Headache associated with sexual activity (HSA) can be distressing to the patient and perplexing to the physician. The cause of a HSA may be readily apparent in patients taking nitric oxide donors, such as sildenafil citrate, for erectile dysfunction. Rarely, a cerebrovascular cause of HSA, such as hemorrhagic or ischemic stroke, is diagnosed based upon characteristics of the headache and other accompanying neurological symptoms. A postural HSA may be related to leakage of cerebrospinal fluid associated with sexual activity. Although HSA can be frightening, especially when it occurs repetitively, its cause is generally benign. The International Headache Society defines two types of HSA: a preorgasmic headache with dull head and neck pain increasing with sexual excitement (HSA type 1); and a sudden, severe, explosive orgasmic headache (HSA type 2).
The aim of this study of HSA by Frese and colleagues was to provide data on the prognosis and treatment options of HSA in an outpatient headache clinic at the University of Münster. A paper published in 2003 by the same group described the features of HSA in headache clinics at two academic medical centers in Germany.1 The diagnosis of HSA was made after neuroimaging (MRI/MRA, CT/CTA) and/or lumbar puncture in 78 patients between 1996 and 2004. Eleven patients had HSA type 1 and 49 had HSA type 2, without demographic differences between patients with the two headache types. There were 47 men and 13 women. The mean age at baseline was 39.8 ± 12.3 years, with a mean age at onset of 36.7 ± 11.7 years. Sixty patients were followed up by telephone between 2003 and 2006, at least 12 months after the first interview. The patients were asked about the course of the headaches and the effectiveness of treatment. On average, the second interview was performed 35.9 months after the first examination. Of the 45 patients who had suffered from single attacks or bouts prior to baseline examination, 37 had no further attacks. Seven patients suffered from at least one further bout, with an average duration of 2.1 months. One patient developed a chronic course of the disease after an episodic start. Of the 15 patients with chronic disease at the first examination, seven were in remission and five had ongoing attacks at follow-up. Ten patients received indomethacin for preemptive (prior to sexual activity) therapy, with good results in nine patients. Eighteen patients received beta-blockers for prophylaxis, with good results in 15 patients.
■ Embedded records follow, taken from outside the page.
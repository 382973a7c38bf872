//! Derived summaries over the ledger: grouped arithmetic means and the
//! flat-file exports downstream reporting reads.
//!
//! Everything here is a pure function of the ledger contents: re-running
//! produces identical files. Null values are skipped, and a grouping key
//! with no valid values produces no output row at all.

use std::collections::BTreeMap;
use std::fs;
use std::path::Path;

use anyhow::{Context, Result};
use itertools::Itertools;

use crate::database_ops::db::Db;
use crate::database_ops::ledger::{scan_daily_temperatures, scan_movies, CityDay, MovieRecord};
use crate::normalization::year::truncate_year;

/// Mean temperature per (city, year), skipping days without a reading.
pub fn yearly_means(rows: &[CityDay]) -> BTreeMap<(String, i32), f64> {
    rows.iter()
        .filter_map(|row| {
            let year = truncate_year(&row.date)?;
            let value = row.temperature_c?;
            Some(((row.city.clone(), year), value))
        })
        .into_group_map()
        .into_iter()
        .map(|(key, values)| {
            let mean = values.iter().sum::<f64>() / values.len() as f64;
            (key, mean)
        })
        .collect()
}

/// Mean box office per release year; movies missing either field are skipped.
pub fn box_office_by_year(movies: &[MovieRecord]) -> BTreeMap<i32, f64> {
    movies
        .iter()
        .filter_map(|movie| Some((movie.year?, movie.box_office? as f64)))
        .into_group_map()
        .into_iter()
        .map(|(year, values)| {
            let mean = values.iter().sum::<f64>() / values.len() as f64;
            (year, mean)
        })
        .collect()
}

#[derive(Debug, Default)]
pub struct AggregateReport {
    pub temperature_groups: usize,
    pub box_office_years: usize,
    pub movies_exported: usize,
}

impl AggregateReport {
    pub fn print_summary(&self, out_dir: &Path) {
        println!(
            "[aggregate] summaries written temperature_groups={} box_office_years={} movies_exported={} dir={}",
            self.temperature_groups,
            self.box_office_years,
            self.movies_exported,
            out_dir.display(),
        );
    }
}

/// Read the whole ledger and write every summary file under `out_dir`.
pub async fn run_aggregate(db: &Db, out_dir: &Path) -> Result<AggregateReport> {
    fs::create_dir_all(out_dir)
        .with_context(|| format!("creating output dir {}", out_dir.display()))?;

    let days = scan_daily_temperatures(db).await?;
    let means = yearly_means(&days);
    write_temperature_csv(&out_dir.join("yearly_temperature_means.csv"), &means)?;

    let movies = scan_movies(db).await?;
    let by_year = box_office_by_year(&movies);
    write_box_office_csv(&out_dir.join("box_office_by_year.csv"), &by_year)?;
    write_movies_export(&out_dir.join("movies_export.csv"), &movies)?;
    write_text_report(&out_dir.join("analysis_results.txt"), &means, &by_year)?;

    Ok(AggregateReport {
        temperature_groups: means.len(),
        box_office_years: by_year.len(),
        movies_exported: movies.len(),
    })
}

fn write_temperature_csv(path: &Path, means: &BTreeMap<(String, i32), f64>) -> Result<()> {
    let mut writer = csv::Writer::from_path(path)
        .with_context(|| format!("opening {}", path.display()))?;
    writer.write_record(["city", "year", "avg_temp_c"])?;
    for ((city, year), mean) in means {
        writer.write_record([city.clone(), year.to_string(), format!("{mean:.2}")])?;
    }
    writer.flush()?;
    Ok(())
}

fn write_box_office_csv(path: &Path, by_year: &BTreeMap<i32, f64>) -> Result<()> {
    let mut writer = csv::Writer::from_path(path)
        .with_context(|| format!("opening {}", path.display()))?;
    writer.write_record(["year", "avg_box_office_usd"])?;
    for (year, mean) in by_year {
        writer.write_record([year.to_string(), format!("{mean:.2}")])?;
    }
    writer.flush()?;
    Ok(())
}

fn write_movies_export(path: &Path, movies: &[MovieRecord]) -> Result<()> {
    let mut writer = csv::Writer::from_path(path)
        .with_context(|| format!("opening {}", path.display()))?;
    writer.write_record(["Title", "Box Office", "Genres", "Year"])?;
    for movie in movies {
        writer.write_record([
            movie.title.clone(),
            movie.box_office.map(|v| v.to_string()).unwrap_or_default(),
            movie.genres.clone().unwrap_or_default(),
            movie.year.map(|v| v.to_string()).unwrap_or_default(),
        ])?;
    }
    writer.flush()?;
    Ok(())
}

/// Human-readable report: a "City:" block per city with one "year: value °C"
/// line each, then the box-office section. Downstream scripts grep these
/// lines, so the shape is part of the contract.
fn write_text_report(
    path: &Path,
    means: &BTreeMap<(String, i32), f64>,
    by_year: &BTreeMap<i32, f64>,
) -> Result<()> {
    let mut out = String::new();
    let mut current_city: Option<&str> = None;
    for ((city, year), mean) in means {
        if current_city != Some(city.as_str()) {
            out.push_str(&format!("City: {city}\n"));
            current_city = Some(city.as_str());
        }
        out.push_str(&format!("{year}: {mean:.2} °C\n"));
    }
    out.push_str("\nAverage box office by year\n");
    for (year, mean) in by_year {
        out.push_str(&format!("{year}: ${mean:.2}\n"));
    }
    fs::write(path, out).with_context(|| format!("writing {}", path.display()))?;
    Ok(())
}
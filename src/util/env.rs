//! Environment helpers: centralized dotenv loading and ergonomic getters.
//! Call `init_env()` once early in each binary (or rely on lazy Once).
use std::str::FromStr;
use std::sync::Once;
use tracing::info;

static INIT: Once = Once::new();

/// Load .env exactly once. Safe to call many times.
pub fn init_env() {
    INIT.call_once(|| {
        let _ = dotenv::dotenv();
        // Note: we intentionally avoid mutating process env at runtime.
        // API keys, endpoints and tuning knobs are read here and handed to
        // components as explicit configuration at construction.
    });
}

/// Get required env var; error if missing.
pub fn env_req(key: &str) -> anyhow::Result<String> {
    init_env();
    std::env::var(key).map_err(|_| anyhow::anyhow!("missing env var {key}"))
}

/// Get optional env var (None if unset or empty).
pub fn env_opt(key: &str) -> Option<String> {
    init_env();
    match std::env::var(key) {
        Ok(v) if !v.trim().is_empty() => Some(v),
        _ => None,
    }
}

/// Get parsed value with default fallback.
pub fn env_parse<T>(key: &str, default: T) -> T
where
    T: FromStr + Clone,
{
    init_env();
    match std::env::var(key) {
        Ok(raw) => raw.parse::<T>().unwrap_or(default),
        Err(_) => default,
    }
}

/// Boolean flag; accepts 1/true/on/yes (case-insensitive) as true.
pub fn env_flag(key: &str, default: bool) -> bool {
    init_env();
    match std::env::var(key) {
        Ok(raw) => {
            let v = raw.trim().to_ascii_lowercase();
            matches!(v.as_str(), "1" | "true" | "on" | "yes")
        }
        Err(_) => default,
    }
}

/// Optional parsed value.
pub fn env_parse_opt<T>(key: &str) -> Option<T>
where
    T: FromStr,
{
    init_env();
    std::env::var(key).ok().and_then(|s| s.parse().ok())
}

fn redact_value(key: &str, val: &str) -> String {
    let k = key.to_ascii_uppercase();
    if k.contains("PASSWORD")
        || k.contains("SECRET")
        || k.contains("KEY")
        || k.contains("TOKEN")
        || k.contains("COOKIE")
    {
        return "***".to_string();
    }
    val.trim().to_string()
}

/// Validate required keys and log a consolidated, redacted snapshot of configuration.
/// Returns error if any required key is missing.
pub fn preflight_check(title: &str, required: &[&str], also_log: &[&str]) -> anyhow::Result<()> {
    init_env();
    let mut missing: Vec<&str> = Vec::new();
    for &k in required {
        if env_opt(k).is_none() {
            missing.push(k);
        }
    }
    let mut snapshot: Vec<(String, String)> = Vec::new();
    for &k in also_log {
        let v = env_opt(k).unwrap_or_default();
        snapshot.push((k.to_string(), redact_value(k, &v)));
    }
    info!(target = "preflight", title, snapshot = ?snapshot, "configuration snapshot");
    if !missing.is_empty() {
        return Err(anyhow::anyhow!(format!(
            "missing required env: {:?}",
            missing
        )));
    }
    Ok(())
}

#[cfg(test)]
mod tests {
    use super::*;

    #[test]
    fn redacts_key_like_names() {
        assert_eq!(redact_value("OMDB_API_KEY", "ca731278"), "***");
        assert_eq!(redact_value("HTTP_TIMEOUT_SECS", " 15 "), "15");
    }
}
This study found that episodic HSA occurs in approximately three-quarters, and chronic HSA in approximately one-quarter, of patients with headache associated with sexual activity. Patients with chronic HSA were older at onset. Even with chronic HSA, the prognosis is favorable, with remission rates of 69% during an observation period of three years. For patients with longer-lasting bouts or with chronic HSA, prophylactic treatment with beta-blockers or preemptive therapy with indomethacin often is successful.
Headaches associated with sexual activity range from distressing (HSA type 1) to terrifying (HSA type 2); however, their recognition as a benign headache disorder should reassure the patient and may save some patients from an unrevealing investigation. While a headache due to cerebrovascular disease should be ruled out in patients who appear to have HSA type 2, the extent of the neuroradiological evaluation of stereotypic HSA type 1 depends on the diagnostic confidence of the clinician. Despite the benefit of reassurance, resumption of pleasurable sexual activity may require medication for either long-term prophylaxis, preemptive treatment prior to sexual activity, or acute treatment of the headache. These headaches, like other headaches associated with exertion, may be responsive to indomethacin prior to sexual activity. Frese et al also published their experience with triptans in HSA type 2, showing benefit with either preemptive or acute treatment.2 Clinicians who recognize these benign, but alarming, headaches and offer appropriate treatment will enjoy the gratitude of their patients with HSA.
1. Frese A, et al. Neurology 2003; 61:796-800.
2. Frese A, et al. Cephalalgia 2006; 26:1458-1461.